SuaraBali.id - Pertani salak Jembrana turun harga jual salak untuk bertahan hidup di masa pandemi COVID-19. Petani salak itu ada di Desa Penyaringan Kecamatan Mendoyo Jembrana.
Mereka menurunkan harga salak per kilonya. Salak hasil perkawinan antara salak yang berbeda tersebut ditanam dengan sistem organik.
Kondisi itu diceritakan petani salak di Banjar Tibu Beleng, Desa Penyaringan, Mendoyo, Jembrana I Made Sunarya (61).
"Astungkara, di masa pandemi covid-19 ini hasil panennya bisa dipakai bertahan di tengah pandemi ini," ungkap Sunarya.
Baca Juga:Jangan Percaya Hoaks, Ini 5 Cara Cek Fakta Informasi Secara Mandiri!
Dia menanam salak setelah menjalani percobaan kawin silang antara salah satu dengan salak lainnya, dan selama 4 tahun hasil buahnya memiliki keunggulan dari salak salak lainnya.
Salak yang diberi nama salak Gatri ini sekaligus sebagai maskot hasil pertanian di Desa Penyaringan Jembrana ditanamnya sejak puluhan tahun lalu. Rasa salak ini pun sangat manis dan memiliki 3 batu di dalam buahnya.
"Kebun salak saya ini seluas 60 are dan berisi 1.000 pohon. Sebelum pandemi corona bisa memanen salak hingga 80 kg. Dan saat ini hanya bisa memanen salak sekitar 40 kg per hari atau sesuai pesanan saja," imbuh Sunarya Senin (22/02/2021).
Selain konsumen datang langsung ke kebun salak untuk membeli, Sunarya juga melayani pemesanan lewat media sosial.
"Saya juga menjual salak melalui online untuk menghindari kontak langsung dengan pembeli agar menghindari penularan covid," imbuhnya.
Baca Juga:Ini Efek yang Dirasakan Tenaga Kesehatan di Bandar Lampung Setelah Divaksin
Sementara harga per kilo salak yang dijual seharga Rp9.000, sedangkan sebelum pandemi harga per kilo seharga Rp10.000.
"Ini cukup untuk biaya operasional dan kebutuhan sehari-hari," Imbuhnya.
Sementara itu Kepala Desa Penyaringan I Made Dresta mengatakan, dalam hal ini dengan adanya pandemi Covid-19 ekonomi sangat berdampak sekali di masyarakat, seperti halnya warga kami petani salak gatri juga ikut berdampak penurunan penjualan.
Sebelumnya pihak sudah membuatkan hak paten nama salak gatri ini.
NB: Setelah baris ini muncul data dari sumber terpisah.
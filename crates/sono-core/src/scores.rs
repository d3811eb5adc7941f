use crate::error::CoreError;

/// Accumulateur de scores sur la durée d'une session.
///
/// Somme les probabilités par classe à chaque tir, puis produit un verdict
/// final (moyennes + argmax) en se remettant à zéro.
///
/// # Example
/// ```
/// use sono_core::scores::{ScoreAggregator, SessionVerdict};
/// let mut agg = ScoreAggregator::new(2).unwrap();
/// agg.record(&[0.9, 0.1]).unwrap();
/// agg.record(&[0.7, 0.3]).unwrap();
/// match agg.finalize() {
///     SessionVerdict::Classified { top_class, .. } => assert_eq!(top_class, 0),
///     SessionVerdict::NoData => unreachable!(),
/// }
/// ```
pub struct ScoreAggregator {
    /// Somme courante des probabilités par classe.
    sums: Vec<f32>,
    /// Nombre de tirs enregistrés.
    count: u32,
}

/// Verdict de fin de session.
#[derive(Clone, Debug, PartialEq)]
pub enum SessionVerdict {
    /// Aucun tir enregistré pendant la session.
    NoData,
    /// Moyennes par classe et indice de la classe gagnante.
    Classified {
        /// Probabilité moyenne de chaque classe.
        means: Vec<f32>,
        /// Indice de la classe à probabilité moyenne maximale.
        top_class: usize,
    },
}

impl ScoreAggregator {
    /// Crée un agrégateur pour `num_classes` classes.
    ///
    /// # Errors
    /// `CoreError::NoClasses` si `num_classes == 0`.
    pub fn new(num_classes: usize) -> Result<Self, CoreError> {
        if num_classes == 0 {
            return Err(CoreError::NoClasses);
        }
        Ok(Self {
            sums: vec![0.0; num_classes],
            count: 0,
        })
    }

    /// Ajoute un vecteur de probabilités par classe et compte le tir.
    ///
    /// # Errors
    /// `CoreError::ClassCountMismatch` si la longueur ne correspond pas
    /// au nombre de classes.
    pub fn record(&mut self, scores: &[f32]) -> Result<(), CoreError> {
        if scores.len() != self.sums.len() {
            return Err(CoreError::ClassCountMismatch {
                expected: self.sums.len(),
                got: scores.len(),
            });
        }
        for (sum, score) in self.sums.iter_mut().zip(scores) {
            *sum += score;
        }
        self.count += 1;
        Ok(())
    }

    /// Nombre de tirs enregistrés depuis le dernier `finalize()`.
    #[must_use]
    pub fn count(&self) -> u32 {
        self.count
    }

    /// Nombre de classes.
    #[must_use]
    pub fn num_classes(&self) -> usize {
        self.sums.len()
    }

    /// Calcule les moyennes par classe et l'argmax, puis remet tout à zéro.
    ///
    /// Sans tir enregistré, retourne `SessionVerdict::NoData` plutôt que
    /// de diviser par zéro.
    pub fn finalize(&mut self) -> SessionVerdict {
        if self.count == 0 {
            return SessionVerdict::NoData;
        }
        let n = self.count as f32;
        let means: Vec<f32> = self.sums.iter().map(|s| s / n).collect();
        let top_class = means
            .iter()
            .enumerate()
            .max_by(|a, b| a.1.partial_cmp(b.1).unwrap_or(std::cmp::Ordering::Equal))
            .map_or(0, |(i, _)| i);

        self.sums.iter_mut().for_each(|s| *s = 0.0);
        self.count = 0;

        SessionVerdict::Classified { means, top_class }
    }
}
"Kami sudah mengupayakan kerjasama dengan BUMDes sehingga diharapkan bisa membantu petani memasarkan hasil panennya," terang Destra.
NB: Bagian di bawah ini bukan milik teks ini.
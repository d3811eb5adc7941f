use thiserror::Error;

/// Errors originating from the core pipeline primitives.
#[derive(Error, Debug)]
pub enum CoreError {
    /// Invalid configuration value or structure.
    #[error("Configuration invalide : {0}")]
    Config(String),

    /// Tracker period below one tick.
    #[error("Période de tir invalide : {period} (doit être ≥ 1)")]
    InvalidPeriod {
        /// The rejected period value.
        period: u32,
    },

    /// Window capacity or frame width of zero.
    #[error("Fenêtre invalide : {capacity}×{width}")]
    InvalidWindow {
        /// Frames per window.
        capacity: usize,
        /// Values per frame.
        width: usize,
    },

    /// Pushed frame does not match the queue's frame width.
    #[error("Largeur de frame inattendue : {got} (attendu {expected})")]
    FrameWidthMismatch {
        /// Width the queue was built with.
        expected: usize,
        /// Width of the rejected frame.
        got: usize,
    },

    /// Aggregator built with zero classes.
    #[error("Nombre de classes invalide : 0")]
    NoClasses,

    /// Recorded score vector does not match the class count.
    #[error("Nombre de classes inattendu : {got} (attendu {expected})")]
    ClassCountMismatch {
        /// Class count the aggregator was built with.
        expected: usize,
        /// Length of the rejected score vector.
        got: usize,
    },
}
Dresta melanjutkan, dengan adanya diturunkan sedikit banyak pelanggan datang langsung. Dari salak gatri ini sangat berbeda dari strukturnya beda, rasanya juga beda sehingga walaupun mahal dari salak yang lain tetapi ini sangat disenangi oleh masyarakat Jembrana maupun luar Jembrana yang juga datang ke sini.
Saat ini, imbuh Destra perlu adanya bantuan akses jalan yang memadai dari pemerintah. Saat ini, kata dia, akses jalan menuju perkebunan saat hujan bisa licin, sehingga memengaruhi keinginan pembeli untuk datang ke kebun salak tersebut.